Pemerintah akan mengenakan Pajak Pertambahan Nilai (PPN) terhadap barang kebutuhan pokok yang sangat dibutuhkan oleh rakyat banyak, selain dikenakan pada barang hasil pertambangan atau pengeboran yang diambil langsung dari sumbernya.
Kebijakan itu akan tertuang dalam perluasan objek PPN yang diatur dalam revisi Undang-Undang No. 6/1983 tentang Ketentuan Umum dan Tata Cara Perpajakan (KUP)
Menanggapi hal itu, Ikatan Pedagang Pasar Indonesia (IKAPPI) memprotes rencana pemerintah untuk menjadikan bahan pokok sebagai objek pajak. Pemerintah diharapkan menghentikan upaya menjadikan bahan pokok sebagai objek pajak.

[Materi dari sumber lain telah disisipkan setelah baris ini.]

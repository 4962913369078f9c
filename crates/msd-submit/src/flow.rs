//! Order submission state machine.
//!
//! # Design
//!
//! Explicit state machine for one order-placement attempt:
//!
//! ```text
//!                begin (clean report)        take_submission
//!   ──────►  Idle ────────────────► Confirming ────────────► Submitting
//!              ▲  ◄────────────────    │                        │
//!              │        cancel         │                        │
//!              │                       ▼                        ▼
//!              └──── acknowledge ── Succeeded (term.)       Failed (term.)
//! ```
//!
//! Two rules distinguish it from a broker-style OMS:
//!
//! 1. **Failed triggers are not errors.** A "place order" while already
//!    confirming, or a second confirm while submitting, is a deliberate
//!    no-op surfaced as an `Ignored`/`None` outcome — rapid duplicate
//!    triggering must never fire a second order-creation request.
//! 2. **Submission is a single-use grant.** `take_submission` moves the
//!    machine to `Submitting` and hands back a [`SubmissionGrant`] that the
//!    resolution methods consume. The grant cannot be constructed outside
//!    this module, so exactly one resolution per submission is enforced at
//!    compile time.

use msd_validate::ValidationReport;

// ---------------------------------------------------------------------------
// SubmitState
// ---------------------------------------------------------------------------

/// All states one order-placement attempt can occupy.
#[derive(Debug, Clone, PartialEq, Eq)]
pub enum SubmitState {
    /// No attempt in progress; the cart is freely editable.
    Idle,
    /// Validation passed; the summary dialog is up awaiting confirmation.
    Confirming,
    /// The order-creation request is in flight.
    Submitting,
    /// The order was accepted. **Terminal** until acknowledged.
    Succeeded,
    /// The request failed; `message` is surfaced to the user. **Terminal**
    /// until acknowledged.
    Failed { message: String },
}

impl SubmitState {
    pub fn is_terminal(&self) -> bool {
        matches!(self, Self::Succeeded | Self::Failed { .. })
    }
}

impl Default for SubmitState {
    fn default() -> Self {
        SubmitState::Idle
    }
}

// ---------------------------------------------------------------------------
// Outcomes
// ---------------------------------------------------------------------------

/// Result of a "place order" trigger.
#[derive(Debug, PartialEq)]
pub enum BeginOutcome {
    /// Validation was clean; the machine is now `Confirming`.
    Entered,
    /// Validation failed; the machine stayed in `Idle` and the report is
    /// returned for the caller to surface. No state transition on failure.
    Blocked(ValidationReport),
    /// The machine was not `Idle`; the trigger had no effect.
    Ignored,
}

/// Single-use proof that this caller moved the machine into `Submitting`.
///
/// Only [`OrderFlow::take_submission`] constructs one, and the resolution
/// methods consume it by value: one grant, one wire request, one resolution.
#[derive(Debug)]
pub struct SubmissionGrant {
    _priv: (),
}

// ---------------------------------------------------------------------------
// OrderFlow
// ---------------------------------------------------------------------------

/// The submission state machine. Holds no cart or catalog data — side
/// effects (clearing the cart, marking sources stale) are the session's job
/// on resolution.
#[derive(Debug, Clone, Default)]
pub struct OrderFlow {
    state: SubmitState,
}

impl OrderFlow {
    pub fn new() -> Self {
        Self::default()
    }

    pub fn state(&self) -> &SubmitState {
        &self.state
    }

    /// The failure message when the machine is in `Failed`.
    pub fn failure_message(&self) -> Option<&str> {
        match &self.state {
            SubmitState::Failed { message } => Some(message),
            _ => None,
        }
    }

    /// `Idle → Confirming`, gated on a clean validation report.
    pub fn begin(&mut self, report: ValidationReport) -> BeginOutcome {
        if self.state != SubmitState::Idle {
            return BeginOutcome::Ignored;
        }
        if !report.is_clean() {
            return BeginOutcome::Blocked(report);
        }
        self.state = SubmitState::Confirming;
        BeginOutcome::Entered
    }

    /// `Confirming → Idle`. The summary dialog is cancellable without side
    /// effects. Returns `false` (no-op) in any other state.
    pub fn cancel(&mut self) -> bool {
        if self.state == SubmitState::Confirming {
            self.state = SubmitState::Idle;
            true
        } else {
            false
        }
    }

    /// `Confirming → Submitting`. Returns the single-use grant, or `None`
    /// when the machine is not `Confirming` — notably while a submission is
    /// already in flight, which makes duplicate triggers structurally unable
    /// to fire a second request.
    pub fn take_submission(&mut self) -> Option<SubmissionGrant> {
        if self.state != SubmitState::Confirming {
            return None;
        }
        self.state = SubmitState::Submitting;
        Some(SubmissionGrant { _priv: () })
    }

    /// `Submitting → Succeeded`. Consumes the grant.
    pub fn resolve_success(&mut self, grant: SubmissionGrant) {
        let _ = grant;
        self.state = SubmitState::Succeeded;
    }

    /// `Submitting → Failed`. Consumes the grant; `message` is surfaced
    /// verbatim to the user.
    pub fn resolve_failure(&mut self, grant: SubmissionGrant, message: impl Into<String>) {
        let _ = grant;
        self.state = SubmitState::Failed {
            message: message.into(),
        };
    }

    /// Terminal → `Idle` on the next user action (dismissing the toast,
    /// editing the cart). Returns `false` if the state was not terminal.
    pub fn acknowledge(&mut self) -> bool {
        if self.state.is_terminal() {
            self.state = SubmitState::Idle;
            true
        } else {
            false
        }
    }
}

// ---------------------------------------------------------------------------
// Tests
// ---------------------------------------------------------------------------
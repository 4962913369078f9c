//! Validation outcome types.

use std::fmt;

/// One reason the cart cannot be submitted as-is.
#[derive(Debug, Clone, PartialEq, Eq)]
pub enum Violation {
    /// No entry has a quantity above zero. Reported once.
    EmptyCart,
    /// No supplier/customer target has been selected. Reported once.
    MissingCustomer,
    /// The requested quantity exceeds the resolved availability, or no
    /// availability record exists for the line at all (`available: None`).
    InsufficientStock {
        product_id: String,
        name: String,
        requested: i64,
        available: Option<i64>,
    },
    /// No positive price could be resolved from any source; the line is not
    /// orderable.
    UnpricedProduct { product_id: String, name: String },
}

impl fmt::Display for Violation {
    fn fmt(&self, f: &mut fmt::Formatter<'_>) -> fmt::Result {
        match self {
            Violation::EmptyCart => {
                write!(f, "the cart has no items to order")
            }
            Violation::MissingCustomer => {
                write!(f, "no supplier or customer has been selected")
            }
            Violation::InsufficientStock {
                name,
                requested,
                available: Some(available),
                ..
            } => {
                write!(
                    f,
                    "'{name}': requested {requested} but only {available} available"
                )
            }
            Violation::InsufficientStock {
                name,
                requested,
                available: None,
                ..
            } => {
                write!(f, "'{name}': requested {requested} but no stock is on record")
            }
            Violation::UnpricedProduct { name, .. } => {
                write!(f, "'{name}': no price available, cannot be ordered")
            }
        }
    }
}

/// All violations found in one validation pass, in deterministic order:
/// aggregate checks first, then per-line checks in line order.
#[derive(Debug, Clone, PartialEq, Eq)]
pub struct ValidationReport {
    pub violations: Vec<Violation>,
}

impl ValidationReport {
    pub fn clean() -> Self {
        Self {
            violations: Vec::new(),
        }
    }

    pub fn is_clean(&self) -> bool {
        self.violations.is_empty()
    }
}

// ---------------------------------------------------------------------------
// Tests
// ---------------------------------------------------------------------------
//! Order-creation boundary.
//!
//! This module defines only the write contract and its error taxonomy. The
//! HTTP implementation lives in msd-client; deterministic mocks live in
//! msd-testkit.

use std::fmt;

use msd_schemas::{OrderAck, OrderRequest};

/// Fallback shown when the server gave no usable failure message.
pub const GENERIC_SUBMIT_FAILURE: &str = "order submission failed; please try again";

// ---------------------------------------------------------------------------
// Error type
// ---------------------------------------------------------------------------

/// Errors an [`OrderApi`] implementation may return.
#[derive(Debug, Clone, PartialEq, Eq)]
pub enum OrderApiError {
    /// The server rejected the order (e.g. stock consumed by another actor
    /// between validation and submission). `message` is the server's own
    /// wording and is surfaced to the user verbatim.
    Rejected { message: String },
    /// Network or transport failure; no server message is available.
    Transport(String),
}

impl OrderApiError {
    /// The message to surface: the server's verbatim where available, the
    /// generic fallback otherwise.
    pub fn user_message(&self) -> String {
        match self {
            OrderApiError::Rejected { message } => message.clone(),
            OrderApiError::Transport(_) => GENERIC_SUBMIT_FAILURE.to_string(),
        }
    }
}

impl fmt::Display for OrderApiError {
    fn fmt(&self, f: &mut fmt::Formatter<'_>) -> fmt::Result {
        match self {
            OrderApiError::Rejected { message } => write!(f, "order rejected: {message}"),
            OrderApiError::Transport(msg) => write!(f, "transport error: {msg}"),
        }
    }
}

impl std::error::Error for OrderApiError {}

// ---------------------------------------------------------------------------
// OrderApi trait
// ---------------------------------------------------------------------------

/// The order-creation endpoint.
#[async_trait::async_trait]
pub trait OrderApi: Send + Sync {
    /// `POST` the order-creation request and await the acknowledgement.
    async fn create_order(&self, request: &OrderRequest) -> Result<OrderAck, OrderApiError>;
}

// ---------------------------------------------------------------------------
// Tests
// ---------------------------------------------------------------------------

"Kami memprotes keras upaya-upaya tersebut. Dan sebagai organisasi penghimpun pedagang pasar di Indonesia, kami akan melakukan upaya protes kepada presiden agar kementerian terkait tidak melakukan upaya-upaya yang justru menyulitkan anggota kami," kata ketua IKAPPI Abdullah Mansuri, Rabu (9/6).
IKAPPI menilai, pemerintah harus mempertimbangkan banyak hal sebelum menggulirkan kebijakan itu. Apalagi pada masa pandemi dan situasi perekonomian saat ini yang sedang sulit.
Pihaknya mencatat lebih dari 50% omzet pedagang pasar menurun. Di samping itu pemerintah belum mampu melakukan stabilitas bahan pangan di beberapa bulan belakangan ini.
"Harga cabai bulan lalu mencapai Rp100.000, harga daging sapi belum stabil, mau dibebani PPN lagi? Gila. Kami kesulitan jual karena ekonomi menurun, dan daya beli masyarakat rendah. Mau ditambah PPN lagi, gimana tidak gulung tikar," ujarnya.